« Mes pensées ne sont pas vos pensées. »

Oui, nous ne pensons pas comme Dieu ! Est-ce que dans la logique des choses de donner autant à celui qui vient d’être embauché qu’à celui qui a travaillé toute la journée ? Voilà une parabole qui ne laisse personne indifférent. Elle peut agacer des patrons qui trouvent la situation irréaliste, irriter des travailleurs qui trouveraient cela trop facile, révolter des chrétiens qui pensent que d’autres pourraient aller au ciel sans avoir fait tout ce qu’ils ont fait de bien. « Ou alors ton regard est-il mauvais parce que moi je suis bon » dit le Maître à celui qui lui fait des reproches.
En recherchant le véritable sens, cette belle parabole peut réjouir ceux qui verront d’abord la générosité et la bonté de Dieu.

La justice distributive voudrait que les premiers embauchés reçoivent plus que les derniers.

Or ce n’est pas le cas. Ils reçoivent le salaire convenu ; ils ne sont donc pas lésés. Mais ils récriminent et se révoltent. Leur réaction évoque ce que nous vivons quotidiennement dans les petites choses comme dans les grandes, comme humains ou comme chrétiens. Elle évoque aussi notre ignorance de Dieu ou la non-coïncidence des pensées de Dieu avec les nôtres. Nous ne pourrons qu’être blessés, humainement parlant, parce que nous ramenons tout au niveau de nos mentalités, de nos cultures et traditions, de nos ambitions.

Comme chrétiens, par exemple, nous serons tentés de faire valoir des droits sur d’autres, parce que nous pensons faire plus qu’eux. Nous regardons le sort des autres et nous devenons envieux ou prétentieux. Nous passons à côté de cette pureté de cœur, dont parle Jésus, pour voir ce que Dieu leur demande ou leur a donné, ce qui leur convient le mieux. Nous nous comparons aux autres, nous en devenons chagrins ; la vie nous devient pesante et notre vie chrétienne un lourd fardeau à traîner.
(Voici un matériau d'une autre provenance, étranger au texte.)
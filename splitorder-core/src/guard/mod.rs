//! Guard trait for memory reclamation strategies.
//!
//! Nodes that have been logically deleted and physically unlinked, and value
//! boxes that have been replaced by a `put`, may still be referenced by threads
//! that loaded them before the change. The `Guard` trait abstracts over when
//! such memory is actually released.
//!
//! # Design
//!
//! ```text
//! SortedList<T, G: Guard>
//!     │
//!     ├── SortedList<T, DeferredGuard>   (released when the list drops)
//!     └── SortedList<T, EpochGuard>      (crossbeam-epoch, splitorder-crossbeam)
//!
//! SplitOrderedHashMap<K, V, G: Guard>
//!     └── owns one SortedList<SplitOrderedEntry<K, V>, G>
//! ```
//!
//! # Example
//!
//! ```rust,ignore
//! use splitorder_core::{DeferredGuard, SortedList};
//! use splitorder_crossbeam::EpochGuard;
//!
//! // Long running process: epoch-based reclamation
//! let list: SortedList<i32, EpochGuard> = SortedList::new();
//! list.inject(42);
//!
//! // Scoped use and tests: everything is released on drop
//! let scoped: SortedList<i32, DeferredGuard> = SortedList::new();
//! ```

mod deferred_guard;

pub use deferred_guard::DeferredGuard;

/// A memory reclamation guard that protects concurrent access to nodes.
///
/// # Safety Contract
///
/// Implementations must ensure that a pointer passed to `defer_destroy` is
/// not released while any thread that pinned a `ReadGuard` before the call
/// may still dereference it.
///
/// Guards are stored in collections and must be `Send + Sync`. The stored
/// guard schedules destruction; per-operation protection comes from `pin`.
///
pub trait Guard: Sized + Default + Send + Sync {
    /// An active guard that protects reads for its lifetime.
    ///
    /// For epoch-based guards this is a pinned `crossbeam_epoch::Guard`.
    /// For deferred guards it is `()`, the stored guard already keeps every
    /// deferred node alive until the collection drops.
    ///
    type ReadGuard: Sized;

    /// Pin an active read guard for the duration of one operation.
    ///
    fn pin() -> Self::ReadGuard;

    /// Schedule a pointer for deferred destruction.
    ///
    /// # Safety
    ///
    /// - `ptr` must be a valid pointer previously allocated by the collection
    /// - `ptr` must no longer be reachable by a new traversal
    /// - `dealloc` must be the correct deallocation function for `ptr`
    /// - the same pointer must not be deferred twice
    ///
    unsafe fn defer_destroy<N>(&self, ptr: *mut N, dealloc: unsafe fn(*mut N));
}
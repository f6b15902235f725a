//! Internal implementation details.
//!
//! These are pub(crate) and not intended for external use.

pub mod collection_node;
pub mod marked_ptr;

pub use collection_node::CollectionNode;
pub(crate) use marked_ptr::MarkedPtr;
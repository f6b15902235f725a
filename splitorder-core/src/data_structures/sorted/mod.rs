//! Lock-free ordered list.
//!
//! Collections are parameterized by a guard type `G: Guard` that determines
//! the memory reclamation strategy:
//!
//! - `DeferredGuard`: Testing - defers destruction until the collection drops
//! - `EpochGuard`: Production - epoch-based reclamation (crossbeam-epoch)

pub mod sorted_list;

pub use sorted_list::{ListHit, SearchResult, SortedList, SortedListIter};
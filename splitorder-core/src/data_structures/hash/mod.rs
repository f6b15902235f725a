//! Hash-based collection implementations.

pub mod split_ordered_hash_map;

pub use split_ordered_hash_map::{SplitOrderedEntry, SplitOrderedHashMap};
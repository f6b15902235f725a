//! Error types.
//!
//! Contention and absence are never reported as errors: CAS failures are
//! retried inside the operation that hit them, and a missing key is a plain
//! `None`/`false`. The only failures are invalid configuration and the
//! integrity problems found by the opt-in `verify()` walks.

/// Integrity problems found by `SortedList::verify` and
/// `SplitOrderedHashMap::verify`.
///
/// Any of these means a bug in the structure itself or a caller-supplied
/// `Ord`/`Hash`/`Eq` implementation that does not follow its contract.
#[derive(Debug, Clone, PartialEq, Eq, thiserror::Error)]
pub enum VerifyError {
    /// Adjacent live nodes whose values are in descending order.
    #[error("list is badly ordered, the following elements are in the wrong order: {}", format_pairs(.pairs))]
    Unordered {
        /// `(earlier, later)` debug renderings of each offending pair.
        pairs: Vec<(String, String)>,
    },
    /// A directory slot points at a sentinel belonging to another bucket.
    #[error("directory slot {index} points at the sentinel of bucket {found}")]
    BucketMismatch {
        /// Directory index of the slot.
        index: u32,
        /// Bucket recorded in the sentinel the slot points at.
        found: u32,
    },
    /// More than one sentinel for the same bucket in the backing list.
    #[error("bucket {bucket} has {count} sentinels in the backing list")]
    DuplicateSentinel {
        /// Bucket index.
        bucket: u32,
        /// Number of sentinels found.
        count: usize,
    },
    /// Published directory slots whose sentinel is not in the backing list.
    #[error("buckets {indices:?} are not represented in the backing list")]
    UnlistedBuckets {
        /// Directory indices of the missing sentinels.
        indices: Vec<u32>,
    },
}

fn format_pairs(pairs: &[(String, String)]) -> String {
    pairs
        .iter()
        .map(|(a, b)| format!("{a},{b}"))
        .collect::<Vec<_>>()
        .join("; ")
}

/// Errors returned when building a hash map from a `SplitOrderedConfig`.
#[derive(Debug, Clone, PartialEq, thiserror::Error)]
pub enum ConfigError {
    /// Load factor must be a positive finite number.
    #[error("invalid load factor: {0}")]
    InvalidLoadFactor(f64),
    /// Initial exponent above the directory capacity.
    #[error("initial exponent {requested} exceeds the maximum of {max}")]
    ExponentTooLarge {
        /// Requested initial exponent.
        requested: u32,
        /// Largest supported exponent.
        max: u32,
    },
}
//! Crossbeam-based reclamation for splitorder collections.
//!
//! This crate provides `EpochGuard`, an implementation of the `Guard` trait
//! using crossbeam-epoch for memory reclamation.
//!
//! # Usage
//!
//! ```
//! use splitorder_core::{SortedList, SplitOrderedHashMap};
//! use splitorder_crossbeam::EpochGuard;
//!
//! let list: SortedList<i32, EpochGuard> = SortedList::new();
//! list.inject(42);
//! assert!(list.contains(&42));
//!
//! let map: SplitOrderedHashMap<&str, i32, EpochGuard> = SplitOrderedHashMap::new();
//! assert_eq!(map.put("a", 1), None);
//! assert_eq!(map.get(&"a"), Some(1));
//! ```

pub mod epoch_guard;

pub use epoch_guard::EpochGuard;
C’est la révolte du prophète Jonas devant la tendresse et la pitié du Seigneur qui l’envoya en mission à Ninive, une ville perverse et païenne. Jonas a entrepris un combat intérieur pour ajuster ses pensées à celles de Dieu et accepter la gratuité et l’universalité de l’amour, de la miséricorde et de la bonté de Dieu. Une gratuité, un amour, une miséricorde et une bonté…qui n’exclut personne. Donc, Dieu ne peut pas être emprisonné dans les limites de nos raisonnements. Nous ne devons pas non plus lui en vouloir, parce qu’il est bon. Nous sommes appelés, nous aussi, à passer par ce combat intérieur pour guérir de nos blessures intimes, qui nous empêchent de sortir de nous-mêmes, d’ajuster nos pensées à celles de Dieu et participer ainsi au festin et à la vie qu’il prépare pour tous ses enfants. Non seulement pour nous, mais pour les autres aussi. Nous ne pourrons pas être heureux en nous comparant aux autres, en regrettant d’être ceci ou cela, de ne pas être ceci ou cela. Se comparer, c’est entrer dans une spirale de rivalités, d’inquiétudes et de manque de paix intérieure. Au contraire, si on fixe son cœur sur Dieu, on verra mieux ce qu’il nous a donné ou nous comprendrons mieux que la part d’héritage qu’il nous a laissée est celle qui nous convient le mieux et nous trouverons alors la paix, parce que cela sera garanti par son amour.